We now have to pay for healthcare. Not as much as I’ve paid elsewhere, but when I started it was TOTALLY free. No copay even!
The Xmas bonus still exists… For now. At least we did receive one last year. Who knows about this year?
The big Xmas party has been cancelled this year. No big whoop on that one.
We still get free lunch and coffee, but they have severely cut back on the quality and amount of food. By Friday I need to go out for lunch because the foodstores have been decimated at that point.
But the grinding part is the whole 401k deal.
When I hired on, it was touted as this great perk. Profit sharing, which payed out really decent dividends into the retirement account.
We’re talking several thousand dollars here.
Well, I didn’t get any “share” last year. It was explained to me that because I started in August, I hadn’t worked a full year so I wasn’t eligible.
Sucky, but understandable I thought.
But I didn’t get a “share” this year either.
I thought perhaps it had been a small oversight and was correctable. So I chatted with HR.
Nope.
I wasn’t eligible this year either.
Why?
It was now explained that I had to be employed for a full calendar year before gaining eligibility.
Cb: Um, but I started in 2007. And worked all of 2008.
HR: Yes, so 2008 was your complete calendar year.

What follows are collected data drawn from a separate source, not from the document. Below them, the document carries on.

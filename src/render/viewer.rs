//! The cross product viewer: window state that shows one `GeometrySnapshot`.
//!
//! Lifecycle:
//! - `Viewer::new` generates the first snapshot from the config and uploads its quad.
//! - Every frame the host calls `render_snapshot(&snapshot)`, which rebuilds the debug
//!   rays from the snapshot and draws quad + rays.
//! - `R` / `Space` replaces the snapshot with a fresh one from the same RNG stream.
//!
//! The snapshot itself is never mutated; regenerating swaps in a new value.

use std::sync::Arc;

use anyhow::Context as _;
use glam::Vec3;
use rand_chacha::ChaCha8Rng;
use winit::{keyboard::KeyCode, window::Window};

use crate::config::GeometryConfig;
use crate::geometry::{GeometryError, GeometrySnapshot};
use crate::render::app::AppState;
use crate::render::gpu::Gpu;
use crate::render::line_renderer::LineRenderer;
use crate::render::quad_renderer::QuadRenderer;
use crate::render::util::FrameClock;
use crate::scene::{Camera3D, Rgba, SnapshotScene, debug_rays};

const CLEAR_COLOR: wgpu::Color = wgpu::Color {
    r: 0.05,
    g: 0.06,
    b: 0.08,
    a: 1.0,
};

const QUAD_FILL: Rgba = Rgba {
    r: 0.55,
    g: 0.58,
    b: 0.62,
    a: 0.85,
};

pub struct Viewer {
    window: Arc<Window>,
    gpu: Gpu,

    config: GeometryConfig,
    rng: ChaCha8Rng,
    snapshot: GeometrySnapshot,
    scene: SnapshotScene,

    camera: Camera3D,
    clock: FrameClock,
    orbit_speed: f32,

    quad: QuadRenderer,
    lines: LineRenderer,
}

impl Viewer {
    /// Object origin the parallelogram is anchored at.
    pub const ORIGIN: Vec3 = Vec3::ZERO;

    pub async fn new(
        window: Arc<Window>,
        config: GeometryConfig,
        orbit_speed: f32,
    ) -> anyhow::Result<Self> {
        let mut rng = config.rng();
        let snapshot = config
            .generate(&mut rng)
            .context("geometry: failed to generate initial snapshot")?;

        let gpu = Gpu::new(window.clone()).await?;
        let quad = QuadRenderer::new(&gpu).context("failed to create quad renderer")?;
        let lines = LineRenderer::new(&gpu).context("failed to create line renderer")?;

        let mut camera = Camera3D::default();
        camera.set_viewport_px(gpu.size.width, gpu.size.height);

        let mut viewer = Self {
            window,
            gpu,
            config,
            rng,
            snapshot,
            scene: SnapshotScene::new(&snapshot, Self::ORIGIN),
            camera,
            clock: FrameClock::new(),
            orbit_speed,
            quad,
            lines,
        };
        viewer.install(snapshot);
        Ok(viewer)
    }

    /// Replace the snapshot with a freshly generated one.
    ///
    /// On error the current snapshot stays on screen.
    pub fn regenerate(&mut self) -> Result<(), GeometryError> {
        let snapshot = self.config.generate(&mut self.rng)?;
        self.install(snapshot);
        Ok(())
    }

    fn install(&mut self, snapshot: GeometrySnapshot) {
        self.snapshot = snapshot;
        self.scene = SnapshotScene::new(&snapshot, Self::ORIGIN).with_fill(QUAD_FILL);
        self.quad.set_mesh(&self.gpu, &self.scene.quad);
        self.camera.frame_bounds(self.scene.bounds(), 0.5, 0.8);

        log::info!(
            "snapshot: a={:?} b={:?} cross={:?} |cross|={:.3} angle={:.1}deg",
            snapshot.vector_a(),
            snapshot.vector_b(),
            snapshot.cross(),
            snapshot.area(),
            snapshot.angle().to_degrees()
        );
    }

    /// Draw one frame for `snapshot`: the cached quad plus its five debug rays.
    pub fn render_snapshot(&mut self, snapshot: &GeometrySnapshot) -> anyhow::Result<()> {
        if self.gpu.is_minimized() {
            return Ok(());
        }

        // Acquire frame (handle recoverable surface errors).
        let (surface_texture, view) = match self.gpu.acquire_frame() {
            Ok(v) => v,
            Err(wgpu::SurfaceError::Outdated)
            | Err(wgpu::SurfaceError::Lost)
            | Err(wgpu::SurfaceError::Other) => {
                self.gpu.resize(self.gpu.size);
                return Ok(());
            }
            Err(wgpu::SurfaceError::Timeout) => {
                return Ok(());
            }
            Err(wgpu::SurfaceError::OutOfMemory) => {
                return Err(anyhow::anyhow!("wgpu SurfaceError::OutOfMemory"));
            }
        };

        let rays = debug_rays(snapshot, self.scene.origin);

        let mut encoder = self
            .gpu
            .device
            .create_command_encoder(&wgpu::CommandEncoderDescriptor {
                label: Some("Viewer Encoder"),
            });

        {
            let mut pass = encoder.begin_render_pass(&wgpu::RenderPassDescriptor {
                label: Some("Viewer Render Pass"),
                color_attachments: &[Some(wgpu::RenderPassColorAttachment {
                    view: &view,
                    depth_slice: None,
                    resolve_target: None,
                    ops: wgpu::Operations {
                        load: wgpu::LoadOp::Clear(CLEAR_COLOR),
                        store: wgpu::StoreOp::Store,
                    },
                })],
                depth_stencil_attachment: None,
                timestamp_writes: None,
                occlusion_query_set: None,
                multiview_mask: None,
            });

            self.quad
                .draw(&self.gpu, &mut pass, &self.camera, self.scene.quad_fill);
            self.lines
                .draw_rays(&self.gpu, &mut pass, &self.camera, &rays);
        }

        self.gpu.queue.submit(Some(encoder.finish()));
        self.window.pre_present_notify();
        surface_texture.present();

        Ok(())
    }
}

impl AppState for Viewer {
    fn resize(&mut self, new_size: winit::dpi::PhysicalSize<u32>) {
        self.gpu.resize(new_size);
        self.camera
            .set_viewport_px(new_size.width, new_size.height);
        self.camera.frame_bounds(self.scene.bounds(), 0.5, 0.8);
    }

    fn render(&mut self) -> anyhow::Result<()> {
        let dt = self.clock.tick();
        self.camera.orbit(dt * self.orbit_speed, 0.0);

        let snapshot = self.snapshot;
        let result = self.render_snapshot(&snapshot);
        self.request_redraw();
        result
    }

    fn request_redraw(&self) {
        self.window.request_redraw();
    }

    fn key_pressed(&mut self, key: KeyCode) {
        match key {
            KeyCode::KeyR | KeyCode::Space => {
                if let Err(err) = self.regenerate() {
                    log::warn!("regenerate failed, keeping previous snapshot: {err}");
                }
            }
            _ => {}
        }
    }
}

Cb: Yes, so why this year-2009- did I not get to share in the profits made in 2008?
HR: Oh, no. You have to put in a full January to December year just to qualify. Then the NEXT year you get a share.
Cb: So that means I basically had to work 2 years and 4 months before being eligible?
HR: Yes.
Cb: So, this coming year…
HR: Sometime in the first quarter of next year, you should receive a payout.
Cb: Provided that it still happens what with all the cutbacks…
HR: ….
Cb: Thank you for your time.
Granted there were a ton of other factors that led me to take my current job, and I’m definitely glad I that still HAVE a job. But I still can’t help but feel somewhat… hoodwinked… by it all.
And that really grinds my gears.
oh boy, I’d be pissed. You see, it’s not really about the PEOPLE…YOU! It’s about corporate, about making money, about greed, about “HR”. And that’s why our nation is in the shits.
I thought you worked for state government. But then I guess not.
When I worked for state government the first time around (2001-2003) we had free health and dental.
Second time (2004-2007) we paid 2%, no limits.
If I get this next job it’s 20% with severe caps.
Well, this is the corporate world… How could they make a profit if they gave you a share in it? Love the world of free enterprise!
What a load of crap – did you look back at your original offer or contract to make sure thay didn’t recently institute this policy?
Same story at my workplace – well, same principle, different details. I think that a lot of employers are banking on the fact that their employees will feel lucky just to have a job and not complain about the changing working conditions, decreasing benefits, etc.
I went through the same thing…each profit sharing plan is written differently but HR should be able to tell you when you would be eligible. The only risk with profit sharing is that if there is no profit, there is no employer contribution. Can they still do an employer match of your regular 401k? can they bonus you so you could get some dollars in a ROTH? Benefits are boring but important….
Now my company’s match on our 401(k) varies from quarter to quarter based on company performance–but at least that’s quantifiable. The profit sharing is doled out by managers at their discretion–supposedly based on performance, but ya know how THAT goes! (Get on your knees and PERFORM, dude…)
Would so grind my arse – Id be going postal.